▶ [Recorded data]:
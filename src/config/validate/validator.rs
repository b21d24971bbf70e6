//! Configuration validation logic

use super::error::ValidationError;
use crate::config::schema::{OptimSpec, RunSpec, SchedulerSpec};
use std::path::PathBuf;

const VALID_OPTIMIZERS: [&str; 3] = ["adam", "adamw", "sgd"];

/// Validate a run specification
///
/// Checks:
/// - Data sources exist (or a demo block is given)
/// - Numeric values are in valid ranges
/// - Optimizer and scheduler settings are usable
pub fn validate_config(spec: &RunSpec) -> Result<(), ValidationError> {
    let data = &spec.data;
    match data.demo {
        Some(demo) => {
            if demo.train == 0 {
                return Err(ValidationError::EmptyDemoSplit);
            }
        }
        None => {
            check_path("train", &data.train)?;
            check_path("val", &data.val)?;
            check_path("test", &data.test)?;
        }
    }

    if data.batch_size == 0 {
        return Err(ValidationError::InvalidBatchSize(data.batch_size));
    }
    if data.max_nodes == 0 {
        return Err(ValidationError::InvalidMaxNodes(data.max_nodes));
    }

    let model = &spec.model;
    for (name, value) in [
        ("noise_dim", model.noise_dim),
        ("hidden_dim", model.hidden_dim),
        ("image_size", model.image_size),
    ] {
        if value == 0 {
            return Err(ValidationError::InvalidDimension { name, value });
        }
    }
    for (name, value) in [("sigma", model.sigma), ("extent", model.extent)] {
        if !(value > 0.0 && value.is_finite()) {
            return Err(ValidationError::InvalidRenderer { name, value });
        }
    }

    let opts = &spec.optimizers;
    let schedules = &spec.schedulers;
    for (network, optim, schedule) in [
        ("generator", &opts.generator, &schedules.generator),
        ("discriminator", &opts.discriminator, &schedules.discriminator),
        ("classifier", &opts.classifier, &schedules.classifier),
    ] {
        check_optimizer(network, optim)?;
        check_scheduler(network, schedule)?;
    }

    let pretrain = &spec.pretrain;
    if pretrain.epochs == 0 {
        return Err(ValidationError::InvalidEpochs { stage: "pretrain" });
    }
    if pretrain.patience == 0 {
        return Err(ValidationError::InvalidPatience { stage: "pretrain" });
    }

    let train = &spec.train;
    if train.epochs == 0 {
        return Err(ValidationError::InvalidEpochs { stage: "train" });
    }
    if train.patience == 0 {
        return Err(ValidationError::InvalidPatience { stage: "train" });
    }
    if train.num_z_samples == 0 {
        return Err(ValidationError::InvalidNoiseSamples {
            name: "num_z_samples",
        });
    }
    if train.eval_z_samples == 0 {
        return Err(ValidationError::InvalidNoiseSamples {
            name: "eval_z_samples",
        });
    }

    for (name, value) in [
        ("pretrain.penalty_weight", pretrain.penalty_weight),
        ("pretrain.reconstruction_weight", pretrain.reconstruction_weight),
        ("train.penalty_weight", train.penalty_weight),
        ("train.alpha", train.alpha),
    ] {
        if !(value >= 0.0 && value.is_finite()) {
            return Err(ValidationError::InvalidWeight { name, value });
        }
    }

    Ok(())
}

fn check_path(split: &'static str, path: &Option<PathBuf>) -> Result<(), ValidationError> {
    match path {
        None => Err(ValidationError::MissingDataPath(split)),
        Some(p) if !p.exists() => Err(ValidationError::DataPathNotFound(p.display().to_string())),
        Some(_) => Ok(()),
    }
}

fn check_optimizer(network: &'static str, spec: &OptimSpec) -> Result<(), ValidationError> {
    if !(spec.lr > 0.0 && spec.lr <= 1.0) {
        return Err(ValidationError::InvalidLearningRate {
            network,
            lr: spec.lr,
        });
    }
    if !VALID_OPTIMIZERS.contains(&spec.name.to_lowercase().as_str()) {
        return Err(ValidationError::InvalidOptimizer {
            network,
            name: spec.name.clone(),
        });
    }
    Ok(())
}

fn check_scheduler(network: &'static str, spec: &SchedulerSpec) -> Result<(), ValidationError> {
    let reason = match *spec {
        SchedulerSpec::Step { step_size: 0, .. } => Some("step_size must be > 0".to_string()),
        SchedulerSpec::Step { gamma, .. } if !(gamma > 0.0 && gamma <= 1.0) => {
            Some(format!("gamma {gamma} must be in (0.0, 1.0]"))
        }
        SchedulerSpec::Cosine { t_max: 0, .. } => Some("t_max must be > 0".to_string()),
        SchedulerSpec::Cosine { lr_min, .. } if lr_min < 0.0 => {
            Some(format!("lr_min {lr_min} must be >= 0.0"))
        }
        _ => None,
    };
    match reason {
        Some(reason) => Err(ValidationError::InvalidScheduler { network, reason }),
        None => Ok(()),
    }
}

---

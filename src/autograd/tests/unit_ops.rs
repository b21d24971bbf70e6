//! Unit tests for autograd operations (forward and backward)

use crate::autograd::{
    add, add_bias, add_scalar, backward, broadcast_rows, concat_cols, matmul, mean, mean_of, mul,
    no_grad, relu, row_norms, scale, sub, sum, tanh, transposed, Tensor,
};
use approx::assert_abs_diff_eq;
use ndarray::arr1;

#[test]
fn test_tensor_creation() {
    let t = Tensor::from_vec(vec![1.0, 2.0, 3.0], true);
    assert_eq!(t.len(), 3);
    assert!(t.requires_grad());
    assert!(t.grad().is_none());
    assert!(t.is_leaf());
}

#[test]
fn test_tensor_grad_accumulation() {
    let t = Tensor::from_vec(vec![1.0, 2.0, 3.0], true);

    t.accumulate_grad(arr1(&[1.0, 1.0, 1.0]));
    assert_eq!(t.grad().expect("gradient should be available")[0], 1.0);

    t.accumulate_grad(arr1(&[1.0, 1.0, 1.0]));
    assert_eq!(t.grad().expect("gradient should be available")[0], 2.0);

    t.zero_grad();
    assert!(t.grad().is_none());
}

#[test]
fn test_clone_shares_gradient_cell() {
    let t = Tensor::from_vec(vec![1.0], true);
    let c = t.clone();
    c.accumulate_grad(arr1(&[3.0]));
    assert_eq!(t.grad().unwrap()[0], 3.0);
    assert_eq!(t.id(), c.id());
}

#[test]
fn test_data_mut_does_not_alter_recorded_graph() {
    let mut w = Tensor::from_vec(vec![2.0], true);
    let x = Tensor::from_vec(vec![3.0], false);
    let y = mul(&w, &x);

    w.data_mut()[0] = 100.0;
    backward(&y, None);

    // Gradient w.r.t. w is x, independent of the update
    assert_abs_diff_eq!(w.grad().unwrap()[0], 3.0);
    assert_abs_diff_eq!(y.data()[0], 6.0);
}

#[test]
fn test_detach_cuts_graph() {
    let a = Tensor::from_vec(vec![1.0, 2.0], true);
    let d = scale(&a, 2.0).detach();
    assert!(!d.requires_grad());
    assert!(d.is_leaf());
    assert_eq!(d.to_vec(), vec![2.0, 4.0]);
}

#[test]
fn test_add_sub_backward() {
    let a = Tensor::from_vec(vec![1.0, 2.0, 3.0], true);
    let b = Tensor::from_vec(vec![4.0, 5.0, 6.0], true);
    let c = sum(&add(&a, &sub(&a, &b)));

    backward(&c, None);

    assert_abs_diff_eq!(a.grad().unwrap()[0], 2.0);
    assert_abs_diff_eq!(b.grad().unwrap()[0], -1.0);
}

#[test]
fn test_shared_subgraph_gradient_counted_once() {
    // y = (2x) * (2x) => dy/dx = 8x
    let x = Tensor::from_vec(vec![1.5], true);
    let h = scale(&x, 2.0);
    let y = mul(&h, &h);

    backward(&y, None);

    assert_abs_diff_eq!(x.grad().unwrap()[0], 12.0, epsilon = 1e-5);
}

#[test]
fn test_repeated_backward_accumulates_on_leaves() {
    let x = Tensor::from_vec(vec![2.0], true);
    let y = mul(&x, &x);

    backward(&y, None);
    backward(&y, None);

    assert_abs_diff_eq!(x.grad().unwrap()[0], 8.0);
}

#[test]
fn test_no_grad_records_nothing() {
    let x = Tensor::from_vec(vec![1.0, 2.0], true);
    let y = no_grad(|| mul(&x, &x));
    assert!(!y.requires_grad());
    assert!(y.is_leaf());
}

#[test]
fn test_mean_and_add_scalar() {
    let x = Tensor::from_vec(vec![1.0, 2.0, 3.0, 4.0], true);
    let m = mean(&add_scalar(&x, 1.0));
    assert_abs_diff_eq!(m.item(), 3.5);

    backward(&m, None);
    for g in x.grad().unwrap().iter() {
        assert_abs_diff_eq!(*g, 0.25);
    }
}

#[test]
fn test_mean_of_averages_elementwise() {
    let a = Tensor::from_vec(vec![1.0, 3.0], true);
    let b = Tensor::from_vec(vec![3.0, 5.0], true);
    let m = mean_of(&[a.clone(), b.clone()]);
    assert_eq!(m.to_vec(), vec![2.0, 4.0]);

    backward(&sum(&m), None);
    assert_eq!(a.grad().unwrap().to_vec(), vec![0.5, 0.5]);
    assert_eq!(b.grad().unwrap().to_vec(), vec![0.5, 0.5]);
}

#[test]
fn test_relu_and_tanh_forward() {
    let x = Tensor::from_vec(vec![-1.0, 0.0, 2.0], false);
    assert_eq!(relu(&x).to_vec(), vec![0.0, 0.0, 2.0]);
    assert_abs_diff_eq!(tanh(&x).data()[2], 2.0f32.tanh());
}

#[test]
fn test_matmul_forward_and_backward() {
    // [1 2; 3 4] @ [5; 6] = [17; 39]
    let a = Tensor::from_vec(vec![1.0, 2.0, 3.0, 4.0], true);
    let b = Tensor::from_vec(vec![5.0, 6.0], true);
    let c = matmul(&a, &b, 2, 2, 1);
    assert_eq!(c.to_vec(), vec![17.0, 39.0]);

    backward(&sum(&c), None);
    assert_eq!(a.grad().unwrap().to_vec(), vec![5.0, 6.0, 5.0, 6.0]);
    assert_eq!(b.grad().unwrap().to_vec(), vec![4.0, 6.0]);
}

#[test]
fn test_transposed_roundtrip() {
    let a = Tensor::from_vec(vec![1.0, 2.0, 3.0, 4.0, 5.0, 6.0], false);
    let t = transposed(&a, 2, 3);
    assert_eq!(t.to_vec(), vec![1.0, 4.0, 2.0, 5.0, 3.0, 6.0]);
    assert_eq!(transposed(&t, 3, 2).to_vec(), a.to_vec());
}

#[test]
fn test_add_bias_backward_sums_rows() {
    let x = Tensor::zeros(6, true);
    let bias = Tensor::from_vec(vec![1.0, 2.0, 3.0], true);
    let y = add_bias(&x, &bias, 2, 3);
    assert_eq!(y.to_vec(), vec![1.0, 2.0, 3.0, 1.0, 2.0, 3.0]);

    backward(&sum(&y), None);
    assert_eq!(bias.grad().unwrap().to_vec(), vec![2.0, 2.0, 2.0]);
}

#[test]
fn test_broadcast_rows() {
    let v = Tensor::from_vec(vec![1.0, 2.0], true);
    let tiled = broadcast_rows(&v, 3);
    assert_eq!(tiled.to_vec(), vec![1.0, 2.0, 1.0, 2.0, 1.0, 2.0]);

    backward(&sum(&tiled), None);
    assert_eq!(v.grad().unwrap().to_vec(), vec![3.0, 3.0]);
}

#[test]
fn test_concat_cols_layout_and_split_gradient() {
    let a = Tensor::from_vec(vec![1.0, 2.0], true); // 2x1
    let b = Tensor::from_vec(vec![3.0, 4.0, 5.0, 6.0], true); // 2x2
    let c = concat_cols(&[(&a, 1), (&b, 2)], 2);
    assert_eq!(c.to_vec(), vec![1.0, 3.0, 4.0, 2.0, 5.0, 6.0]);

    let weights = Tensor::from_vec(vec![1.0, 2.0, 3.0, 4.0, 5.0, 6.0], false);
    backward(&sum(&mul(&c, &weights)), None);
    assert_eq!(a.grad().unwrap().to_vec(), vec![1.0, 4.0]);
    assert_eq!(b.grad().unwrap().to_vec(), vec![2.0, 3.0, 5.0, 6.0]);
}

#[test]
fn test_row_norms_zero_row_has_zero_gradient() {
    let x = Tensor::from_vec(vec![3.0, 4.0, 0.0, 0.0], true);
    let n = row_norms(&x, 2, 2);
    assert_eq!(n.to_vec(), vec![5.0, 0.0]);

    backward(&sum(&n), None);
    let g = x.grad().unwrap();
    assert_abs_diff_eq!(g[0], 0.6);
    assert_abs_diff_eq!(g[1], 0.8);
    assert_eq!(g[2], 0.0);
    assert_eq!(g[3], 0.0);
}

...

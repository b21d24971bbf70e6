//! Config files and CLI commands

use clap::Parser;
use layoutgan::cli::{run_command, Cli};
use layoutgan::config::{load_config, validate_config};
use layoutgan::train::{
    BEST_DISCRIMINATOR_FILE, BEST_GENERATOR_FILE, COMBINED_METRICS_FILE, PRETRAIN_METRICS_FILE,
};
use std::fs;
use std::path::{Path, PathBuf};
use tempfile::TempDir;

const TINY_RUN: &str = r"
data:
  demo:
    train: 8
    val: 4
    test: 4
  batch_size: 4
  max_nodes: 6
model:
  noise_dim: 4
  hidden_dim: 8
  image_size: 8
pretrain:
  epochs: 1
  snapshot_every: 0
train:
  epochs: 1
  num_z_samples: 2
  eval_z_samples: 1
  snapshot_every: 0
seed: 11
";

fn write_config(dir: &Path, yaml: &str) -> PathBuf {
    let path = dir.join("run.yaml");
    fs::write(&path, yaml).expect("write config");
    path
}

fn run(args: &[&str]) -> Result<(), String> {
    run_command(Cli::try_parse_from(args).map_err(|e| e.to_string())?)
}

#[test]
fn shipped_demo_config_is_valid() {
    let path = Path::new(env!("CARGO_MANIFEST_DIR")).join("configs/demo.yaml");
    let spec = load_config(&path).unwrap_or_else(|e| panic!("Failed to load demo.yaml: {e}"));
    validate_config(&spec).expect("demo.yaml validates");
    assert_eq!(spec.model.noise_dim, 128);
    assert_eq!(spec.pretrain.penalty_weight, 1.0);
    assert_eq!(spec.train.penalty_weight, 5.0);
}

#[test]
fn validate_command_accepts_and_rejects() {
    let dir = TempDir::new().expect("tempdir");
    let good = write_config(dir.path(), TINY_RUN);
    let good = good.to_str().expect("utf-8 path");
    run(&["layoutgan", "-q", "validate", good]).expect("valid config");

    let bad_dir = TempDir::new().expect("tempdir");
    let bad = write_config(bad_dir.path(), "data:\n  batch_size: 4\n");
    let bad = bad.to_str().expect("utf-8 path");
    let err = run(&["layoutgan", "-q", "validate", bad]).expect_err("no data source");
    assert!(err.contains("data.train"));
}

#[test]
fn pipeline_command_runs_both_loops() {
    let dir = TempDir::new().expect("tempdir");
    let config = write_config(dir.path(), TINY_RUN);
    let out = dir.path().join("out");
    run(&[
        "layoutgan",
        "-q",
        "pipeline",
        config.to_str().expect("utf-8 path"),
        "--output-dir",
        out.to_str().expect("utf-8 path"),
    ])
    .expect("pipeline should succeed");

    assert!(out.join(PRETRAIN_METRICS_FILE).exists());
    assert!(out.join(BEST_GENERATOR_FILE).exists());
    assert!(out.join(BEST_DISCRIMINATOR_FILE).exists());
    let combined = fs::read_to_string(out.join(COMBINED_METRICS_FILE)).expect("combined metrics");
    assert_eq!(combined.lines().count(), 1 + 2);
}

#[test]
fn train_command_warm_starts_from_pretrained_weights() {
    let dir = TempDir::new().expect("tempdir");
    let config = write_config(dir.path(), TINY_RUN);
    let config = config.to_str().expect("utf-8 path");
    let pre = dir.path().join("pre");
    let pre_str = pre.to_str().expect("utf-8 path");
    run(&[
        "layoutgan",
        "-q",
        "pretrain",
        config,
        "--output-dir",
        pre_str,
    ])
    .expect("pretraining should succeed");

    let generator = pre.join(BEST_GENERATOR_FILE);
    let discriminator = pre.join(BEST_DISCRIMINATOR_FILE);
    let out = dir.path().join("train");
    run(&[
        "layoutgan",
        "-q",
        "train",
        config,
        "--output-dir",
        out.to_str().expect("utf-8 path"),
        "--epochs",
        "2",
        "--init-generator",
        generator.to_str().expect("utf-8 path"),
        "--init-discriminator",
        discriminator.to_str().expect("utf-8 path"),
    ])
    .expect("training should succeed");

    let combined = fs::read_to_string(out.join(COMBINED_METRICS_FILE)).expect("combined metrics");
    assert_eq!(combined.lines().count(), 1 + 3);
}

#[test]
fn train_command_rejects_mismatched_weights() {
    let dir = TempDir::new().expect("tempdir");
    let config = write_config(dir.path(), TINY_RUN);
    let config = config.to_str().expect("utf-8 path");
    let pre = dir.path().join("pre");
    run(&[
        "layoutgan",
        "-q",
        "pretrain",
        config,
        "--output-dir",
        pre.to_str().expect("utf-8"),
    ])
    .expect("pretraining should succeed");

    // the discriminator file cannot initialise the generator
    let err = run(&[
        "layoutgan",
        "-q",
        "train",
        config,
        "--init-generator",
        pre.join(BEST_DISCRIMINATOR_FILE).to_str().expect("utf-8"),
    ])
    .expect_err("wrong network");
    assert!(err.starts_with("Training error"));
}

▶ [Problem statement]: In the material above, report how many lines hold the word "gamma", and add nothing to the figure.

▶ [Task solution]: 2